To say that health and care research priorities have changed would be an understatement. Lots of research activity had to move to a new crisis mode. Resources in terms of people, time and money were shifted to work on the pandemic response. We saw that public involvement initially suffered in the haste to get COVID research up and running, but there was a swift response from leading bodies such as the Health Research Authority (HRA) and NIHR to address that, and some new and inspiring practice sprung from many quarters, such as public involvement in the REACT study from Imperial College London or a new advisory group created by Health Data Research UK.

But what happened to the UKSPI in this period of unexpected turmoil?

A happy accident

Whether by accident or design, it seems approaches to involvement emerging from a COVID world have broadly aligned to the standards on ‘working together’ and ‘inclusive opportunities’. We’ve experienced this personally ourselves:

Bob says: “I would have thought that Zoom was the name of a comic, rather than the medium by which involvement now takes place."

And Una adds: “The projects I have been involved in during COVID-19 have, in the main, risen to the challenge to continue to involve patients and the public in ways that support the standards. It is much easier to sign up and attend a conference when it is online and there are less expenses. Meetings have become less time consuming, a two hour meeting now takes two hours rather than all day with travel – a real bonus for a carer like myself!”

Forging the way

Despite the many pressures the involved public and the research system have been operating under, it appears the UKPSI have continued to gain traction and are being used in a range of interesting ways to drive continuous improvement. So, who is blazing a trail that others may want to follow?

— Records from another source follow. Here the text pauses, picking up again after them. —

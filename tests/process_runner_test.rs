/*!
 * Process Runner Tests
 * Admission, pause/resume, termination and child adoption on a live runner
 */

use cothread::{
    CapabilityMask, ConfigError, Process, ProcessEntry, ProcessRunner, ProcessStep,
    RunnerConfig, RunnerStatus, SchedulerError,
};
use parking_lot::Mutex;
use pretty_assertions::assert_eq;
use proptest::prelude::*;
use std::sync::atomic::{AtomicU64, Ordering};
use std::sync::Arc;
use std::thread;
use std::time::{Duration, Instant};

const PATIENCE: Duration = Duration::from_secs(5);

fn eventually<F: Fn() -> bool>(check: F) -> bool {
    let deadline = Instant::now() + PATIENCE;
    while Instant::now() < deadline {
        if check() {
            return true;
        }
        thread::sleep(Duration::from_millis(1));
    }
    check()
}

type Journal = Arc<Mutex<Vec<String>>>;

/// Counts slices; succeeds after `target` slices when one is set
struct Counter {
    label: &'static str,
    progress: Arc<AtomicU64>,
    target: Option<u64>,
    journal: Journal,
    keep_on_success: bool,
}

impl Counter {
    fn endless(label: &'static str, progress: &Arc<AtomicU64>, journal: &Journal) -> Self {
        Self {
            label,
            progress: Arc::clone(progress),
            target: None,
            journal: Arc::clone(journal),
            keep_on_success: false,
        }
    }

    fn finite(label: &'static str, target: u64, progress: &Arc<AtomicU64>, journal: &Journal) -> Self {
        Self {
            target: Some(target),
            ..Self::endless(label, progress, journal)
        }
    }

    fn note(&self, hook: &str) {
        self.journal.lock().push(format!("{}:{}", self.label, hook));
    }
}

impl Process for Counter {
    fn run(&mut self, _slice: Duration) -> ProcessStep {
        let done = self.progress.fetch_add(1, Ordering::SeqCst) + 1;
        match self.target {
            Some(target) if done >= target => ProcessStep::Succeeded,
            _ => ProcessStep::Continue,
        }
    }

    fn on_start(&mut self) {
        self.note("start");
    }

    fn on_pause(&mut self) {
        self.note("pause");
    }

    fn on_resume(&mut self) {
        self.note("resume");
    }

    fn on_success(&mut self) -> bool {
        self.note("success");
        !self.keep_on_success
    }

    fn on_termination(&mut self) -> bool {
        self.note("termination");
        true
    }

    fn on_failure(&mut self) -> bool {
        self.note("failure");
        true
    }
}

struct Faulty;

impl Process for Faulty {
    fn run(&mut self, _slice: Duration) -> ProcessStep {
        ProcessStep::Failed
    }
}

struct Exploding {
    journal: Journal,
}

impl Process for Exploding {
    fn run(&mut self, _slice: Duration) -> ProcessStep {
        panic!("slice exploded");
    }

    fn on_failure(&mut self) -> bool {
        self.journal.lock().push("exploding:failure".to_string());
        true
    }
}

fn started(name: &str) -> ProcessRunner {
    let runner = ProcessRunner::new(RunnerConfig::new(name));
    runner.start().unwrap();
    runner
}

fn journal() -> Journal {
    Arc::new(Mutex::new(Vec::new()))
}

fn has_entry(journal: &Journal, entry: &str) -> bool {
    journal.lock().iter().any(|e| e == entry)
}

#[test]
fn test_start_reaches_running_or_waiting() {
    let runner = started("boot");
    assert!(runner.status().is_active());
    assert!(runner.wait_until_idle(PATIENCE));
    assert_eq!(runner.status(), RunnerStatus::Waiting);

    // second start is ignored
    runner.start().unwrap();
    assert_eq!(runner.shutdown().unwrap(), RunnerStatus::Finished);
    assert_eq!(runner.status(), RunnerStatus::Finished);
}

#[test]
fn test_pause_freezes_and_resume_continues() {
    let runner = started("pause-resume");
    let log = journal();
    let progress = Arc::new(AtomicU64::new(0));
    let pid = runner
        .queue(ProcessEntry::new("spinner", Counter::endless("spinner", &progress, &log)))
        .unwrap();

    assert!(eventually(|| progress.load(Ordering::SeqCst) > 0));
    runner.pause(pid).unwrap();
    assert!(eventually(|| runner.stats().paused == 1));

    let frozen = progress.load(Ordering::SeqCst);
    thread::sleep(Duration::from_millis(20));
    assert_eq!(progress.load(Ordering::SeqCst), frozen);
    assert!(runner.has_process(pid));

    runner.resume(pid).unwrap();
    assert!(eventually(|| progress.load(Ordering::SeqCst) > frozen));
    assert_eq!(runner.stats().paused, 0);

    runner.shutdown().unwrap();
    let log = log.lock().clone();
    assert_eq!(
        log,
        vec!["spinner:start", "spinner:pause", "spinner:resume", "spinner:termination"]
    );
}

#[test]
fn test_idle_wait_sees_posted_messages_applied() {
    let runner = started("settled");
    let log = journal();
    let progress = Arc::new(AtomicU64::new(0));
    assert!(runner.wait_until_idle(PATIENCE));

    for round in 1..=20u64 {
        let mut counter = Counter::finite("kept", 1, &progress, &log);
        counter.keep_on_success = true;
        runner.queue(ProcessEntry::new("kept", counter)).unwrap();

        assert!(runner.wait_until_idle(PATIENCE));
        assert_eq!(runner.stats().active, round as usize);
        assert_eq!(progress.load(Ordering::SeqCst), round);
    }

    let spin = Arc::new(AtomicU64::new(0));
    let pid = runner
        .queue(ProcessEntry::new("spin", Counter::endless("spin", &spin, &log)))
        .unwrap();
    runner.pause(pid).unwrap();
    assert!(runner.wait_until_idle(PATIENCE));
    assert_eq!(runner.stats().paused, 1);
    assert_eq!(runner.stats().active, 21);
}

#[test]
fn test_stop_ends_after_current_round() {
    let runner = started("stop-mid-run");
    let log = journal();
    let progress = Arc::new(AtomicU64::new(0));
    runner
        .queue(ProcessEntry::new("endless", Counter::endless("endless", &progress, &log)))
        .unwrap();
    assert!(eventually(|| progress.load(Ordering::SeqCst) > 0));

    runner.quit().unwrap();
    let rounds_at_stop = runner.stats().rounds;
    assert_eq!(runner.join().unwrap(), RunnerStatus::Finished);
    assert_eq!(runner.status(), RunnerStatus::Finished);
    assert!(runner.stats().rounds <= rounds_at_stop + 1);

    let final_progress = progress.load(Ordering::SeqCst);
    thread::sleep(Duration::from_millis(20));
    assert_eq!(progress.load(Ordering::SeqCst), final_progress);
    assert!(has_entry(&log, "endless:termination"));
    assert_eq!(runner.stats().active, 0);
}

#[test]
fn test_zero_limits_fail_to_start() {
    let runner = ProcessRunner::new(RunnerConfig::new("zero").with_queue_capacity(0));
    assert_eq!(
        runner.start().unwrap_err(),
        SchedulerError::Config(ConfigError::ZeroValue {
            field: "queue_capacity".into()
        })
    );
    assert_eq!(runner.status(), RunnerStatus::FailedToStart);
    assert!(matches!(
        runner.quit(),
        Err(SchedulerError::NotRunning(_))
    ));

    let (done_tx, done_rx) = std::sync::mpsc::channel();
    thread::spawn(move || {
        drop(runner);
        let _ = done_tx.send(());
    });
    assert!(done_rx.recv_timeout(PATIENCE).is_ok());

    let empty = ProcessRunner::new(RunnerConfig::new("no-room").with_max_entities(0));
    assert!(matches!(
        empty.start(),
        Err(SchedulerError::Config(ConfigError::ZeroValue { .. }))
    ));
}

#[test]
fn test_pause_by_name_only_affects_running() {
    let runner = started("named");
    let log = journal();
    let progress = Arc::new(AtomicU64::new(0));
    runner
        .queue(ProcessEntry::new("worker", Counter::endless("worker", &progress, &log)))
        .unwrap();
    assert!(eventually(|| progress.load(Ordering::SeqCst) > 0));

    runner.pause_named("worker").unwrap();
    runner.pause_named("worker").unwrap();
    assert!(eventually(|| runner.stats().messages_applied >= 3));
    assert_eq!(runner.stats().paused, 1);

    runner.resume_named("worker").unwrap();
    assert!(eventually(|| runner.stats().paused == 0));
    assert!(runner.has_process_named("worker"));
    assert!(!runner.has_process_named("nobody"));
}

To give a few examples; in Wales an online training package is about to be launched by the HCRW Support Centre, which fully introduces ways of working with the six standards. A Welsh Government Public Involvement Award based on the standards has also been introduced. NIHR has used the standards to establish priority areas for a new cross-NIHR Improvement Plan.

The General Medical Council are drawing upon the standards to shape their approach to patient and public involvement (PPI), and Health Data Research UK plan to align their strategy to the standards. In the Midlands, a new initiative called Insight|Public Involvement is using the standards to co-produce a new quality awards programme for organisations involved in health and care research.

Are you using the standards?

The UK Five Nations group (the leads for PPI in each of the UK administrations) continues to provide oversight of how the standards are being used, and their development over time. The NIHR Centre for Engagement and Dissemination (CED) chairs this group, and is keen to hear about how you are bringing the standards to life in your work, and what difference it's making; whether you’re building on previous work with the standards or newly grappling with them! CED hopes to use this insight to share learning and good practice across involvement communities and help us all to maximise the positive impact we can have over the coming months and years.

Una Rennard and Bob McAlister are Public Contributors to Health Research and are UKSPI Development Group founder Members.